- Church: Catholic Church
- Archdiocese: Archdiocese of Montreal
- Diocese: Diocese of Saint-Jérôme
- Appointed: 27 December 1997
- Term ended: 3 July 2008
- Predecessor: Charles Valois
- Successor: Pierre Morissette
- Other post: Bishop of Timmins (1992–1997)

Orders
- Ordination: 11 June 1960 by Alexander Carter
- Consecration: 29 June 1992 by Marcel Gervais

Personal details
- Born: 5 April 1933 (age 93) Verner, Ontario, Canada
- Alma mater: University of Ottawa, UCLouvain
- Motto: In Deum Vivum Speramus

= Gilles Cazabon =

Canadian Catholic bishop (born 1933)

Gilles Cazabon (born 5 April 1933) is a Canadian Catholic prelate who served as Bishop of Timmins from 1992 to 1997 and Bishop of Saint-Jérôme from 1997 until his retirement in 2008.

==Early life and ministry==
Cazabon was born on 5 April 1933 in Verner, Ontario as the 14th child in the family. He entered the Missionary Oblates of Mary Immaculate and was ordained to the priesthood on 11 June 1960. He has a bachelor's degree in philosophy and theology from the University of Ottawa and a PhD in Philosophy from the UCLouvain, Belgium.

From 1967 to 1973, he was professor and dean of the Faculty of Philosophy at the University of Ottawa, a member of the University Senate and Saint Paul University and President of the Canadian Association of Philosophy. During the same period, he was also involved in the formation of members of his religious family.

From 1973 to 1979, he was superior of the Province of Saint-Joseph of Montreal of the Oblates of Marie Immaculate. In 1980 he became commissioner of the General Chapter of the Oblates. Subsequently he became Rector of Saint Paul Seminary in Ottawa, and in 1986 Vicar General of the Oblates of Mary Immaculate in Rome.

==Episcopal ministry==
On 13 March 1992, Pope John Paul II appointed Cazabon Bishop of Timmins. He received episcopal consecration on 29 June 1992 from Archbishop Marcel Gervais, with Bishops Jacques Landriault and Henri Goudreault serving as co-consecrators.

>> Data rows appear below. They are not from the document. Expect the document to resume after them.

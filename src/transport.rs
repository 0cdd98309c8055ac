//! An HTTP client that fetches evaluated variants from the server.
use std::time::Duration;

use base64::prelude::{Engine, BASE64_STANDARD};
use reqwest::Url;

use crate::{Error, Result, UserContext, Variants};

const VARDATA_ENDPOINT: &str = "/sdk/v2/vardata";

/// Header carrying the base64-encoded user context.
const USER_HEADER: &str = "X-Amp-Exp-User";

/// Capability interface for the backend variant fetch.
///
/// The fetch coordinator depends on this trait rather than a concrete HTTP
/// client, so tests and alternative backends can stand in for the network.
/// `timeout` bounds a single attempt, measured from dispatch; an elapsed
/// timeout must surface as [`Error::FetchTimeout`].
pub trait Transport: Send + Sync {
    /// Fetch evaluated variants for `user`.
    fn fetch(&self, user: &UserContext, timeout: Duration) -> Result<Variants>;
}

/// A [`Transport`] that fetches variants over HTTP.
pub struct HttpTransport {
    // Client holds a connection pool internally, so we're reusing the client
    // between requests.
    client: reqwest::blocking::Client,
    endpoint: Url,
    deployment_key: String,
}

impl HttpTransport {
    /// Create a transport fetching from `server_url` on behalf of
    /// `deployment_key`.
    pub fn new(deployment_key: impl Into<String>, server_url: &str) -> Result<HttpTransport> {
        let endpoint = Url::parse_with_params(
            &format!("{server_url}{VARDATA_ENDPOINT}"),
            &[("v", "0")],
        )
        .map_err(|err| Error::InvalidConfig(format!("invalid server url: {err}")))?;

        Ok(HttpTransport {
            client: reqwest::blocking::Client::new(),
            endpoint,
            deployment_key: deployment_key.into(),
        })
    }
}

impl Transport for HttpTransport {
    fn fetch(&self, user: &UserContext, timeout: Duration) -> Result<Variants> {
        let user_json = serde_json::to_vec(user)
            .map_err(|err| Error::FetchFailed(format!("failed to encode user context: {err}")))?;

        log::debug!(target: "experiment", "fetching variants");
        let response = self
            .client
            .get(self.endpoint.clone())
            .timeout(timeout)
            .header(
                reqwest::header::AUTHORIZATION,
                format!("Api-Key {}", self.deployment_key),
            )
            .header(USER_HEADER, BASE64_STANDARD.encode(user_json))
            .send()?;

        let response = response.error_for_status().map_err(|err| {
            log::warn!(target: "experiment", "received non-200 response while fetching variants: {err:?}");
            Error::from(err)
        })?;

        let variants: Variants = response.json()?;
        log::debug!(target: "experiment", "successfully fetched {} variants", variants.len());

        Ok(variants)
    }
}
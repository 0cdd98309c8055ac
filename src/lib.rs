//! Client-side SDK core for feature experimentation: a persisted variant
//! cache with coordinated fetches and one-shot exposure tracking.
//!
//! # Overview
//!
//! The SDK revolves around a [`Client`] that serves the last-known
//! [`Variant`] for every flag key. Variants are evaluated remotely for a
//! [`UserContext`] and pulled with [`Client::fetch`]; results merge into a
//! [`VariantStore`] that optionally persists across process restarts, so
//! [`Client::variant`] lookups are local, non-blocking, and keep working
//! when the network does not.
//!
//! A fetch issued while another is in flight joins it instead of producing a
//! second network call. Lookups fall back to a caller-supplied default when
//! no server-evaluated value exists.
//!
//! ```no_run
//! use experiment::{ExperimentConfig, ServerZone, UserContext, Variant};
//!
//! let client = experiment::initialize(
//!     "deployment-key",
//!     ExperimentConfig::builder()
//!         .server_zone(ServerZone::Us)
//!         .fetch_timeout_millis(1_000)
//!         .build()?,
//! )?;
//!
//! client.fetch(Some(&UserContext::new().user_id("user-1")))?;
//!
//! let variant = client.variant("my-flag", Some(Variant::from_key("control")));
//! # Ok::<(), experiment::Error>(())
//! ```
//!
//! # Capabilities
//!
//! The pieces the core does not own are injected as traits:
//! [`Transport`] (the backend fetch), [`Storage`] (durable local snapshots),
//! and [`ExposureSink`] (analytics delivery). [`Client::with_dependencies`]
//! accepts any combination; [`Client::new`] wires the HTTP transport and the
//! configured storage backend.
//!
//! # Exposure tracking
//!
//! An [`ExposureSink`] receives at most one [`ExposureEvent`] per distinct
//! flag/variant pair per client lifetime, for experiment analysis. Delivery
//! is best-effort: sink failures are never surfaced to callers.
//!
//! # Error Handling
//!
//! Errors are represented by the [`Error`] enum. Failed fetches never
//! corrupt the store: `variant` calls keep returning previously cached (or
//! fallback) data.
//!
//! # Logging
//!
//! The crate uses the [`log`](https://docs.rs/log/latest/log/) facade with
//! target `"experiment"`. Consider installing a `log`-compatible logger for
//! visibility into fetch and persistence activity.

#![warn(rustdoc::missing_crate_level_docs)]
#![warn(missing_docs)]

mod client;
mod config;
mod error;
mod exposure;
mod fetch;
mod storage;
mod store;
mod transport;
mod user;
mod variant;

pub use client::{initialize, instance, Client};
pub use config::{
    ExperimentConfig, ExperimentConfigBuilder, ServerZone, DEFAULT_INSTANCE,
};
pub use error::{Error, Result};
pub use exposure::{ExposureEvent, ExposureSink};
pub use fetch::FetchCoordinator;
pub use storage::{FileStorage, MemoryStorage, Storage};
pub use store::VariantStore;
pub use transport::{HttpTransport, Transport};
pub use user::{GroupProperties, UserContext};
pub use variant::{Variant, Variants};
#[cfg(test)]
mod tests {
    use std::sync::atomic::{AtomicUsize, Ordering};
    use std::sync::{Arc, Mutex};
    use std::time::Duration;

    use super::{Client, ExperimentConfig};
    use crate::exposure::ExposureEvent;
    use crate::storage::MemoryStorage;
    use crate::transport::Transport;
    use crate::{Error, Result, UserContext, Variant, Variants};

    /// Serves a fixed response, or an error when `fail` is set.
    struct StubTransport {
        variants: Variants,
        fail: bool,
        calls: AtomicUsize,
    }

    impl StubTransport {
        fn serving(variants: Variants) -> Arc<StubTransport> {
            Arc::new(StubTransport {
                variants,
                fail: false,
                calls: AtomicUsize::new(0),
            })
        }

        fn failing() -> Arc<StubTransport> {
            Arc::new(StubTransport {
                variants: Variants::new(),
                fail: true,
                calls: AtomicUsize::new(0),
            })
        }
    }

    impl Transport for StubTransport {
        fn fetch(&self, _user: &UserContext, _timeout: Duration) -> Result<Variants> {
            self.calls.fetch_add(1, Ordering::SeqCst);
            if self.fail {
                Err(Error::FetchFailed("server unavailable".to_owned()))
            } else {
                Ok(self.variants.clone())
            }
        }
    }

    fn on_variant() -> Variant {
        Variant::from_value("on").with_key("on")
    }

    fn client_with(
        config: ExperimentConfig,
        transport: Arc<StubTransport>,
    ) -> (Client, Arc<Mutex<Vec<ExposureEvent>>>) {
        let events = Arc::new(Mutex::new(Vec::new()));
        let sink_events = events.clone();
        let client = Client::with_dependencies(
            config,
            transport,
            Arc::new(MemoryStorage::new()),
            Box::new(move |event: ExposureEvent| {
                sink_events.lock().unwrap().push(event);
            }),
        )
        .unwrap();
        (client, events)
    }

    fn config() -> ExperimentConfig {
        ExperimentConfig::builder()
            .fetch_timeout_millis(1_000)
            .automatic_exposure_tracking(false)
            .build()
            .unwrap()
    }

    #[test]
    fn fetched_variant_is_served_and_absent_key_falls_back() {
        let transport =
            StubTransport::serving([("flagA".to_owned(), on_variant())].into());
        let (client, _) = client_with(config(), transport);

        client.fetch(Some(&UserContext::new().user_id("user-1"))).unwrap();

        assert_eq!(client.variant("flagA", None), Some(on_variant()));
        assert_eq!(
            client.variant("flagB", Some(Variant::from_key("control"))),
            Some(Variant::from_key("control"))
        );
        assert_eq!(client.variant("flagB", None), None);
    }

    #[test]
    fn empty_stored_variant_collapses_to_absence() {
        let transport =
            StubTransport::serving([("flagA".to_owned(), Variant::default())].into());
        let (client, _) = client_with(config(), transport);
        client.fetch(None).unwrap();

        assert_eq!(client.variant("flagA", None), None);
        // The fallback applies to an empty stored variant too.
        assert_eq!(
            client.variant("flagA", Some(Variant::from_key("control"))),
            Some(Variant::from_key("control"))
        );
        // An empty fallback collapses as well.
        assert_eq!(client.variant("flagA", Some(Variant::default())), None);
    }

    #[test]
    fn failed_fetch_keeps_serving_cached_variants() {
        let (client, _) = client_with(
            ExperimentConfig::builder()
                .automatic_exposure_tracking(false)
                .initial_variants([("flagA".to_owned(), on_variant())].into())
                .build()
                .unwrap(),
            StubTransport::failing(),
        );

        let result = client.fetch(None);

        assert!(matches!(result, Err(Error::FetchFailed(_))));
        assert_eq!(client.variant("flagA", None), Some(on_variant()));
    }

    #[test]
    fn all_returns_a_snapshot() {
        let transport =
            StubTransport::serving([("flagA".to_owned(), on_variant())].into());
        let (client, _) = client_with(config(), transport);
        client.fetch(None).unwrap();

        let mut all = client.all();
        all.remove("flagA");

        assert_eq!(client.all().len(), 1);
    }

    #[test]
    fn exposure_is_deduplicated_until_clear() {
        let transport =
            StubTransport::serving([("flagA".to_owned(), on_variant())].into());
        let (client, events) = client_with(config(), transport);
        client.fetch(None).unwrap();

        client.exposure("flagA");
        client.exposure("flagA");
        assert_eq!(events.lock().unwrap().len(), 1);

        client.clear().unwrap();
        assert!(client.all().is_empty());

        // Clear also resets the dedup window: once the variant is fetched
        // again, the same exposure is reported anew.
        client.fetch(None).unwrap();
        client.exposure("flagA");
        assert_eq!(events.lock().unwrap().len(), 2);
    }

    #[test]
    fn exposure_of_an_unknown_flag_is_a_noop() {
        let (client, events) = client_with(config(), StubTransport::serving(Variants::new()));
        client.exposure("missing");
        assert!(events.lock().unwrap().is_empty());
    }

    #[test]
    fn automatic_exposure_tracking_fires_on_variant_access() {
        let transport =
            StubTransport::serving([("flagA".to_owned(), on_variant())].into());
        let (client, events) = client_with(
            ExperimentConfig::builder()
                .automatic_exposure_tracking(true)
                .build()
                .unwrap(),
            transport,
        );
        client.fetch(None).unwrap();

        client.variant("flagA", None);
        client.variant("flagA", None);
        // Fallback-resolved lookups are not exposures.
        client.variant("flagB", Some(Variant::from_key("control")));

        assert_eq!(events.lock().unwrap().len(), 1);
    }

    #[test]
    fn fetch_on_start_populates_the_store() {
        let transport =
            StubTransport::serving([("flagA".to_owned(), on_variant())].into());
        let (client, _) = client_with(
            ExperimentConfig::builder()
                .fetch_on_start(true)
                .automatic_exposure_tracking(false)
                .build()
                .unwrap(),
            transport.clone(),
        );

        assert_eq!(transport.calls.load(Ordering::SeqCst), 1);
        assert_eq!(client.variant("flagA", None), Some(on_variant()));
    }

    #[test]
    fn fetch_on_start_failure_does_not_fail_initialization() {
        let (client, _) = client_with(
            ExperimentConfig::builder()
                .fetch_on_start(true)
                .automatic_exposure_tracking(false)
                .initial_variants([("flagA".to_owned(), on_variant())].into())
                .build()
                .unwrap(),
            StubTransport::failing(),
        );

        assert_eq!(client.variant("flagA", None), Some(on_variant()));
    }

    #[test]
    fn empty_deployment_key_is_rejected() {
        let result = Client::new("", ExperimentConfig::default());
        assert!(matches!(result, Err(Error::InvalidConfig(_))));
    }

    #[test]
    fn instance_lookup_requires_initialize() {
        assert_eq!(
            super::instance("never-initialized").err(),
            Some(Error::NotInitialized)
        );

        let config = ExperimentConfig::builder()
            .instance_name("registry-test")
            .build()
            .unwrap();
        let initialized = super::initialize("deployment-key", config.clone()).unwrap();
        let looked_up = super::instance("registry-test").unwrap();
        assert!(Arc::ptr_eq(&initialized, &looked_up));

        // Re-initializing the same name returns the existing instance.
        let again = super::initialize("other-key", config).unwrap();
        assert!(Arc::ptr_eq(&initialized, &again));
    }
}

On 27 December 1997, Pope John Paul II transferred him to the Diocese of Saint-Jérôme. The Canadian Conference of Catholic Bishops announced his appointment on the same day.

In November 2007, Cazabon was named vice-president of the Canadian Council of Churches.

Pope Benedict XVI accepted Cazabon's resignation as Bishop of Saint-Jérôme on 3 July 2008, upon his reaching the canonical retirement age. He was succeeded by Pierre Morissette.